They have also signed contracts with airlines, automakers, and others that seem to indicate that the technology is going mainstream. These companies' primary business model is operating an aerial ride-sharing service, ferrying passengers for short-haul flights to airports or other destinations in a metro area.
However, before investors envision futuristic electric drones blanketing city skylines, there's a pressing practical problem that needs to be solved.
A glitch in the matrix
EVTOL operators like Joby and Archer believe their primary advantage over traditional ride-sharing options like Uber and Lyft is speed. For example, these air taxis can replace car trips in traffic that might take 60-90 minutes with a 10-20 minute flight.
That sounds like a clear improvement, but there's a logistical challenge to taking eVTOLs that investors seem to be ignoring. These vehicles need places in high-density city centers to take off and land, known as vertiports, and those vertiports won't be easy to obtain. The time for passengers to get to and from the vertiports also needs to be factored into any comparison. The need for vertiports puts eVTOLs at a competitive disadvantage to ground-based ride-sharing options like Uber and Lyft, which can pick up riders anywhere there's a road, and usually arrive within minutes.

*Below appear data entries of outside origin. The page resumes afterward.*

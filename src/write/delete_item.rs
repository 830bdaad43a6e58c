use crate::{common, patch::CompileError, write};

use aws_sdk_dynamodb::{Client, error, operation, types};
use serde::Serialize;
use std::collections;

/// delete item operation
#[derive(Debug, PartialEq)]
struct DeleteItemInput {
    keys: collections::HashMap<String, types::AttributeValue>,
    write_operation: write::common::WriteInput,
}

/// Delete item operation.
///
/// Deleting a key that does not exist succeeds.
///
/// ```rust,no_run
/// use aws_sdk_dynamodb::Client;
/// use dynamodb_item_patch::{common, write};
///
/// # async fn example(client: &Client) -> Result<(), Box<dyn std::error::Error>> {
/// let delete_item = write::delete_item::DeleteItem {
///     key: common::key::Key::new("itemId", "1".to_string()),
///     write_args: write::common::WriteArgs {
///         table_name: "items".to_string(),
///         ..Default::default()
///     },
/// };
/// delete_item.send(client).await?;
/// # Ok(())
/// # }
/// ```
#[derive(Debug, PartialEq)]
pub struct DeleteItem<T> {
    /// The key of the item to delete.
    pub key: common::key::Key<T>,
    /// Additional write operation arguments (table name, condition, return values).
    pub write_args: write::common::WriteArgs,
}

impl<T: Serialize> TryFrom<DeleteItem<T>> for DeleteItemInput {
    type Error = CompileError;

    fn try_from(delete_item: DeleteItem<T>) -> Result<Self, Self::Error> {
        let keys = delete_item.key.try_into()?;
        let write_operation: write::common::WriteInput = delete_item.write_args.try_into()?;
        let operation = Self {
            keys,
            write_operation,
        };
        Ok(operation)
    }
}

impl<T: Serialize> DeleteItem<T> {
    /// Execute the delete item operation.
    pub async fn send(
        self,
        client: &Client,
    ) -> Result<
        operation::delete_item::DeleteItemOutput,
        error::SdkError<operation::delete_item::DeleteItemError>,
    > {
        let delete_item: DeleteItemInput = self.try_into().map_err(error::BuildError::other)?;
        let builder = client.delete_item().set_key(Some(delete_item.keys));
        crate::apply_write_operation!(builder, delete_item.write_operation)
            .send()
            .await
    }
}
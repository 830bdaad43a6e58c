use crate::{
    error::Error,
    patch::Patch,
    repository::ItemRepository,
    store::ItemStore,
};

use axum::{
    Json, Router,
    extract::{Path, State, rejection::JsonRejection},
    http::StatusCode,
    response::{IntoResponse, Response},
    routing::get,
};
use serde_json::{Value, json};
use std::sync::Arc;
use tower_http::trace::TraceLayer;

type Repository<S> = State<Arc<ItemRepository<S>>>;

/// Body of `GET /health`.
pub const HEALTHY: &str = "healthy";

impl Error {
    /// HTTP status for this error.
    pub fn status_code(&self) -> StatusCode {
        match self {
            Self::NotFound(_) => StatusCode::NOT_FOUND,
            error if error.is_client_error() => StatusCode::BAD_REQUEST,
            _ => StatusCode::INTERNAL_SERVER_ERROR,
        }
    }
}

impl IntoResponse for Error {
    fn into_response(self) -> Response {
        let status = self.status_code();
        let message = match status {
            StatusCode::NOT_FOUND => "Item not found".to_string(),
            StatusCode::INTERNAL_SERVER_ERROR => {
                tracing::error!(error = %self, "request failed");
                "An error occurred".to_string()
            }
            _ => self.to_string(),
        };
        (status, Json(json!({ "error": message }))).into_response()
    }
}

impl From<JsonRejection> for Error {
    fn from(rejection: JsonRejection) -> Self {
        Self::Validation(rejection.body_text())
    }
}

/// Routes of the item API over `repository`.
///
/// | Route | Success |
/// |---|---|
/// | `GET /health` | 200 `healthy` |
/// | `GET /items` | 200, every item |
/// | `GET /items/{id}` | 200, the item |
/// | `POST /items` | 201 |
/// | `PUT /items/{id}` | 201, the updated item (`null` when nothing was written) |
/// | `DELETE /items/{id}` | 200 |
///
/// Errors are JSON objects with a single `error` field: 400 for unusable input, 404 when
/// the item does not exist and 500 for store failures.
pub fn router<S: ItemStore + 'static>(repository: Arc<ItemRepository<S>>) -> Router {
    Router::new()
        .route("/health", get(health))
        .route("/items", get(list_items::<S>).post(create_item::<S>))
        .route(
            "/items/{id}",
            get(get_item::<S>)
                .put(update_item::<S>)
                .delete(delete_item::<S>),
        )
        .layer(TraceLayer::new_for_http())
        .with_state(repository)
}

async fn health() -> &'static str {
    HEALTHY
}

async fn list_items<S: ItemStore>(
    State(repository): Repository<S>,
) -> Result<Json<Vec<Value>>, Error> {
    let items = repository.list().await?;
    Ok(Json(items))
}

async fn get_item<S: ItemStore>(
    State(repository): Repository<S>,
    Path(id): Path<String>,
) -> Result<Json<Value>, Error> {
    match repository.get(&id).await? {
        Some(item) => Ok(Json(item)),
        None => Err(Error::NotFound(id)),
    }
}

async fn create_item<S: ItemStore>(
    State(repository): Repository<S>,
    body: Result<Json<Value>, JsonRejection>,
) -> Result<impl IntoResponse, Error> {
    let Json(item) = body?;
    let id = repository.create(item).await?;
    let mut body = json!({ "message": "Item created successfully" });
    body[repository.key_name()] = Value::String(id);
    Ok((StatusCode::CREATED, Json(body)))
}

async fn update_item<S: ItemStore>(
    State(repository): Repository<S>,
    Path(id): Path<String>,
    body: Result<Json<Value>, JsonRejection>,
) -> Result<impl IntoResponse, Error> {
    let Json(value) = body?;
    let patch = Patch::try_from(value)?;
    let outcome = repository.update(&id, patch).await?;
    let body = json!({
        "message": "Item updated successfully",
        "updatedItem": outcome.into_item(),
    });
    Ok((StatusCode::CREATED, Json(body)))
}

async fn delete_item<S: ItemStore>(
    State(repository): Repository<S>,
    Path(id): Path<String>,
) -> Result<Json<Value>, Error> {
    repository.delete(&id).await?;
    Ok(Json(json!({ "message": "Item deleted successfully" })))
}
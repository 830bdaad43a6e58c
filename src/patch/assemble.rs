use crate::{common, patch::AttributePath};

use aws_sdk_dynamodb::types;
use serde_json::Value;
use serde_dynamo::to_attribute_value;
use std::collections;

/// Errors raised while compiling a patch.
#[derive(Debug, thiserror::Error)]
pub enum CompileError {
    /// Nothing to assign; the caller should treat the update as a no-op.
    #[error("no fields to update")]
    NoFields,
    /// The same attribute path was assigned twice.
    #[error("attribute `{0}` is assigned more than once")]
    DuplicatePath(String),
    /// One placeholder ended up standing for two different names.
    #[error("placeholder `{placeholder}` is bound to both `{existing}` and `{name}`")]
    PlaceholderCollision {
        /// The contested placeholder.
        placeholder: String,
        /// The name it was bound to first.
        existing: String,
        /// The name that tried to rebind it.
        name: String,
    },
    /// A value could not be converted to a DynamoDB attribute value.
    #[error("attribute `{path}` cannot be stored: {source}")]
    Value {
        /// The attribute being converted.
        path: String,
        /// The conversion failure.
        #[source]
        source: serde_dynamo::Error,
    },
}

/// Assemble flattened leaves into a `SET` update expression.
///
/// Terms keep the order of `leaves`; value placeholders are `:v0`, `:v1`, … in that order.
///
/// ```rust
/// use dynamodb_item_patch::patch::{Patch, assemble};
/// use serde_json::json;
///
/// let patch = Patch::try_from(json!({"name": {"first": "Jo"}, "tags": ["a"]})).unwrap();
/// let update = assemble(patch.leaves()).unwrap();
/// assert_eq!(update.update_expression, "SET #name.#first = :v0, #tags = :v1");
/// assert_eq!(update.expression_attribute_names.len(), 3);
/// ```
pub fn assemble<'a, I>(leaves: I) -> Result<common::CompiledUpdate, CompileError>
where
    I: IntoIterator<Item = (AttributePath, &'a Value)>,
{
    let mut placeholders = common::NamePlaceholders::default();
    let mut assigned = collections::HashSet::new();
    let mut terms = Vec::new();
    let mut expression_attribute_values = collections::HashMap::new();
    for (index, (path, value)) in leaves.into_iter().enumerate() {
        let mut segments = Vec::with_capacity(path.len());
        for segment in path.segments() {
            segments.push(placeholders.allocate(segment)?);
        }
        let name_path = segments.join(common::PATH_SEPARATOR);
        if !assigned.insert(name_path.clone()) {
            return Err(CompileError::DuplicatePath(path.to_string()));
        }
        let value: types::AttributeValue =
            to_attribute_value(value).map_err(|source| CompileError::Value {
                path: path.to_string(),
                source,
            })?;
        let value_placeholder = format!("{}{index}", common::VALUE_PREFIX);
        terms.push(format!("{name_path} = {value_placeholder}"));
        expression_attribute_values.insert(value_placeholder, value);
    }
    if terms.is_empty() {
        return Err(CompileError::NoFields);
    }
    let operation = common::CompiledUpdate {
        update_expression: format!("SET {}", terms.join(", ")),
        expression_attribute_names: placeholders.into_names(),
        expression_attribute_values,
    };
    Ok(operation)
}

Even factoring in the speed advantage of an eVTOL, it's going to be difficult to match the convenience of a conventional ride-sharing service without a massive network of vertiports. For an air taxi ride to make sense to a customer, the vertiports would have to be within walking distance of would-be passengers. Otherwise, the passengers would have to take a taxi to get to the air taxi.
The long-term plans for vertiports are unclear, but Archer said last year it was planning to open five vertiports in the San Francisco Bay Area. For a large metro area, that's only going to meet a small fraction of use cases. Here, the network effect acts as a disadvantage as a passenger could only go to one of the other four vertiports, or the airport, presumedly. There's also the issue of timing, as eVTOLs won't be able to compete with the on-demand nature of ground-based ride-sharing.
It's a classic scaling problem, and building out a full network of vertiports is highly risky without first proving the concept and demand for it.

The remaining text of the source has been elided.